Victor Frankenstein sews the limbs of his creation together with all the prudence of a mother taking care to protect and nourish her baby during pregnancy.
Ellen Goers believes that Frankenstein can be divided into three volumes, "two of them which deal with the retribution visited upon Monster and creator for deficient instant care. " The characters see another fragment of their social identity manifested in their respective offspring. As the birth of her baby brings the woman into a state of depression and madness, Victor's 'birth' of his monster makes him miserable and leads him to his downfall. Frankenstein and 'The Yellow Wallpaper' can both be looked at biographically. Mary Shelley was only sixteen years old when her fist baby died and may have felt partly to blame.
Gilman suffered from post natal depression and much to her chagrin was prescribed, the Rest cure, like the narrator in the book. Never again did Gilman write anything with such a personal attachment as this story had, Ann J. Lane suggests that this "perhaps [because] the emotional truth and intensity of 'The Yellow Wallpaper' drained her; perhaps it frightened her. " Today in C2Oth the story does not contain the impact that it would for women experiencing the suffocating life that Gilman led from 1860 to 1935. Prior to the C20th, men assigned and defined women's roles.
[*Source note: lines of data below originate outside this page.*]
// Roel Kluin, 2023, GPL v3

use crate::error::{GraphError, Result};
use crate::ids::EntityId;
use parking_lot::RwLock;
use std::marker::PhantomData;
use std::sync::atomic::{AtomicU64, Ordering};

const UNPAIRED: u64 = u64::MAX;

/// The twin involution, one atomic word per slot holding the raw id of the twin.
pub struct ConjugateIndex<I> {
    bias: u64,
    twins: RwLock<Vec<AtomicU64>>,
    _id: PhantomData<I>,
}

impl<I: EntityId> ConjugateIndex<I> {
    pub fn new(bias: u64, initial_capacity: usize) -> Self {
        ConjugateIndex {
            bias,
            twins: RwLock::new((0..initial_capacity).map(|_| AtomicU64::new(UNPAIRED)).collect()),
            _id: PhantomData,
        }
    }

    fn slot(&self, id: I) -> Result<usize> {
        id.raw()
            .checked_sub(self.bias)
            .and_then(|s| usize::try_from(s).ok())
            .ok_or(GraphError::Stale {
                kind: I::KIND,
                id: id.raw(),
            })
    }
    fn ensure_slot(&self, slot: usize) {
        if slot < self.twins.read_recursive().len() {
            return;
        }
        let mut twins = self.twins.write();
        if slot >= twins.len() {
            let n = (slot + 1).max(twins.len() * 2);
            twins.resize_with(n, || AtomicU64::new(UNPAIRED));
        }
    }

    /// Install `a <-> b`; `pair(a, a)` marks `a` self-conjugate. Both sides must be unpaired.
    pub fn pair(&self, a: I, b: I) -> Result<()> {
        let (sa, sb) = (self.slot(a)?, self.slot(b)?);
        self.ensure_slot(sa.max(sb));
        let twins = self.twins.read_recursive();
        let broken = |x: I| {
            GraphError::invariant(
                format!("{} {x} is already paired", I::KIND),
                vec![a.raw(), b.raw()],
            )
        };
        twins[sa]
            .compare_exchange(UNPAIRED, b.raw(), Ordering::AcqRel, Ordering::Acquire)
            .map_err(|_| broken(a))?;
        if sa != sb
            && twins[sb]
                .compare_exchange(UNPAIRED, a.raw(), Ordering::AcqRel, Ordering::Acquire)
                .is_err()
        {
            twins[sa].store(UNPAIRED, Ordering::Release);
            return Err(broken(b));
        }
        Ok(())
    }
    pub fn twin(&self, a: I) -> Result<I> {
        let slot = self.slot(a)?;
        let twins = self.twins.read_recursive();
        match twins.get(slot).map(|t| t.load(Ordering::Acquire)) {
            Some(raw) if raw != UNPAIRED => Ok(I::from_raw(raw)),
            _ => Err(GraphError::Stale {
                kind: I::KIND,
                id: a.raw(),
            }),
        }
    }
    pub fn is_paired(&self, a: I) -> bool {
        self.twin(a).is_ok()
    }
    pub fn is_self_conjugate(&self, a: I) -> Result<bool> {
        Ok(self.twin(a)? == a)
    }
    /// Remove `a` and its twin from the index. A no-op if `a` is unpaired.
    pub fn unpair(&self, a: I) {
        let Ok(slot) = self.slot(a) else { return };
        let twins = self.twins.read_recursive();
        let Some(word) = twins.get(slot) else { return };
        let b = word.swap(UNPAIRED, Ordering::AcqRel);
        if b == UNPAIRED || b == a.raw() {
            return;
        }
        if let Some(other) = self.slot(I::from_raw(b)).ok().and_then(|s| twins.get(s)) {
            let _ = other.compare_exchange(a.raw(), UNPAIRED, Ordering::AcqRel, Ordering::Acquire);
        }
    }
}

#[cfg(test)]
mod tests {
    use super::*;
    use crate::ids::EdgeId;

    fn e(raw: u64) -> EdgeId {
        EdgeId::from_raw(raw)
    }

    #[test]
    fn pairing_is_an_involution() {
        let idx = ConjugateIndex::new(8, 2);
        idx.pair(e(8), e(20)).unwrap();
        assert_eq!(idx.twin(e(8)).unwrap(), e(20));
        assert_eq!(idx.twin(idx.twin(e(20)).unwrap()).unwrap(), e(20));
        assert!(idx.pair(e(20), e(9)).is_err());
        assert!(!idx.is_paired(e(9)), "failed pair must not leave a half");
        idx.unpair(e(20));
        assert!(!idx.is_paired(e(8)));
        assert!(!idx.is_paired(e(20)));
        idx.unpair(e(20));
    }

    #[test]
    fn self_conjugate() {
        let idx = ConjugateIndex::new(0, 0);
        idx.pair(e(5), e(5)).unwrap();
        assert!(idx.is_self_conjugate(e(5)).unwrap());
        idx.unpair(e(5));
        assert!(matches!(idx.twin(e(5)), Err(GraphError::Stale { .. })));
        assert!(idx.twin(e(10_000)).is_err());
    }
}
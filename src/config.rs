// Roel Kluin, 2023, GPL v3

use crate::error::{GraphError, Result};
use serde::{Deserialize, Serialize};
use std::fs;
use std::path::Path;

pub const TRACE_ENV: &str = "TRACE_GRAPH_EVENTS";

#[derive(Clone, Debug, PartialEq, Serialize, Deserialize)]
#[serde(default)]
pub struct GraphConfig {
    pub k: usize,
    pub vertex_bias: u64,
    pub edge_bias: u64,
    pub initial_capacity: usize,
    pub max_capacity: usize,
    /// Log every event, as `TRACE_GRAPH_EVENTS` does in debug builds.
    pub trace_events: bool,
}

impl Default for GraphConfig {
    fn default() -> Self {
        GraphConfig {
            k: 21,
            vertex_bias: 0,
            edge_bias: 1 << 40,
            initial_capacity: 1024,
            max_capacity: 1 << 40,
            trace_events: false,
        }
    }
}

impl GraphConfig {
    pub fn with_k(k: usize) -> Self {
        GraphConfig {
            k,
            ..Default::default()
        }
    }
    pub fn validate(&self) -> Result<()> {
        let bad = |msg: String| Err(GraphError::PreconditionViolated(msg));
        if self.k == 0 {
            return bad("k must be positive".into());
        }
        if self.max_capacity == 0 {
            return bad("max_capacity must be positive".into());
        }
        let span = self.max_capacity as u64;
        let (lo, hi) = if self.vertex_bias <= self.edge_bias {
            (self.vertex_bias, self.edge_bias)
        } else {
            (self.edge_bias, self.vertex_bias)
        };
        if lo.checked_add(span).map_or(true, |end| end > hi) || hi.checked_add(span).is_none() {
            return bad(format!(
                "id ranges [{}, +{span}) and [{}, +{span}) overlap or overflow",
                self.vertex_bias, self.edge_bias
            ));
        }
        Ok(())
    }
    pub fn trace_enabled(&self) -> bool {
        self.trace_events || (cfg!(debug_assertions) && std::env::var_os(TRACE_ENV).is_some())
    }
}

#[derive(Clone, Debug, PartialEq, Serialize, Deserialize)]
#[serde(default)]
pub struct TipClipperConfig {
    /// In k-mers.
    pub max_tip_length: usize,
    pub max_coverage: f64,
    pub max_relative_coverage: f64,
}

impl Default for TipClipperConfig {
    fn default() -> Self {
        TipClipperConfig {
            max_tip_length: 100,
            max_coverage: 1000.0,
            max_relative_coverage: 1.2,
        }
    }
}

#[derive(Clone, Debug, PartialEq, Serialize, Deserialize)]
#[serde(default)]
pub struct BulgeRemoverConfig {
    pub max_length_div_k: usize,
    pub max_coverage: f64,
    pub max_relative_coverage: f64,
    pub max_delta: usize,
    pub max_relative_delta: f64,
}

impl Default for BulgeRemoverConfig {
    fn default() -> Self {
        BulgeRemoverConfig {
            max_length_div_k: 3,
            max_coverage: 1000.0,
            max_relative_coverage: 1.2,
            max_delta: 3,
            max_relative_delta: 0.1,
        }
    }
}

#[derive(Clone, Debug, PartialEq, Serialize, Deserialize)]
#[serde(default)]
pub struct SimplificationConfig {
    pub tip_clipper: TipClipperConfig,
    pub bulge_remover: BulgeRemoverConfig,
    /// Rounds of tip clipping and bulge removal.
    pub cycles: usize,
}

impl Default for SimplificationConfig {
    fn default() -> Self {
        SimplificationConfig {
            tip_clipper: TipClipperConfig::default(),
            bulge_remover: BulgeRemoverConfig::default(),
            cycles: 3,
        }
    }
}

#[derive(Clone, Debug, PartialEq, Serialize, Deserialize)]
#[serde(default)]
pub struct AssemblyConfig {
    pub graph: GraphConfig,
    pub simplification: SimplificationConfig,
    pub threads: usize,
}

impl Default for AssemblyConfig {
    fn default() -> Self {
        AssemblyConfig {
            graph: GraphConfig::default(),
            simplification: SimplificationConfig::default(),
            threads: 8,
        }
    }
}

impl AssemblyConfig {
    pub fn from_toml(text: &str) -> Result<Self> {
        let config: AssemblyConfig = toml::from_str(text)?;
        config.graph.validate()?;
        Ok(config)
    }
    pub fn from_file(path: impl AsRef<Path>) -> Result<Self> {
        Self::from_toml(&fs::read_to_string(path)?)
    }
}

#[cfg(test)]
mod tests {
    use super::*;

    #[test]
    fn defaults_are_valid() {
        let config = AssemblyConfig::default();
        config.graph.validate().unwrap();
        assert_eq!(config.graph.k, 21);
        assert_eq!(config.simplification.tip_clipper.max_tip_length, 100);
        assert_eq!(config.simplification.bulge_remover.max_delta, 3);
    }

    #[test]
    fn partial_toml_keeps_defaults() {
        let config = AssemblyConfig::from_toml(
            "threads = 2\n[graph]\nk = 31\n[simplification.bulge_remover]\nmax_delta = 5\n",
        )
        .unwrap();
        assert_eq!(config.threads, 2);
        assert_eq!(config.graph.k, 31);
        assert_eq!(config.graph.edge_bias, 1 << 40);
        assert_eq!(config.simplification.bulge_remover.max_delta, 5);
        assert_eq!(config.simplification.bulge_remover.max_length_div_k, 3);
    }

    #[test]
    fn rejects_overlapping_ranges() {
        let config = GraphConfig {
            vertex_bias: 0,
            edge_bias: 100,
            max_capacity: 1_000,
            ..Default::default()
        };
        assert!(config.validate().is_err());
        assert!(GraphConfig::with_k(0).validate().is_err());
        assert!(matches!(
            AssemblyConfig::from_toml("[graph]\nk = \"x\"\n"),
            Err(GraphError::Config(_))
        ));
    }

    #[test]
    fn trace_env_registers_event_log() {
        std::env::set_var(TRACE_ENV, "1");
        let config = GraphConfig::with_k(3);
        let enabled = config.trace_enabled();
        let graph = crate::graph::Graph::new(&config).unwrap();
        std::env::remove_var(TRACE_ENV);

        // the variable is only honored in debug builds
        assert_eq!(enabled, cfg!(debug_assertions));
        assert_eq!(
            graph.handlers().names() == vec!["event_log"],
            cfg!(debug_assertions)
        );
        assert!(!config.trace_events);
    }
}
Deborah Thomas believes that "men perpetrated an ideological prison that subjected and silenced women. " In the case of 'The Yellow wallpaper', this prison is the nursery where there are barred windows and rings in the wall which the narrator suspects to be "for little children". Gilman herself was prescribed what was known as the Rest cure by Dr Weir Mitchell, which called for complete rest, coerced feeding and isolation. In the case of Gilman and the woman in her story, women were constricted to the set parameters that men determined.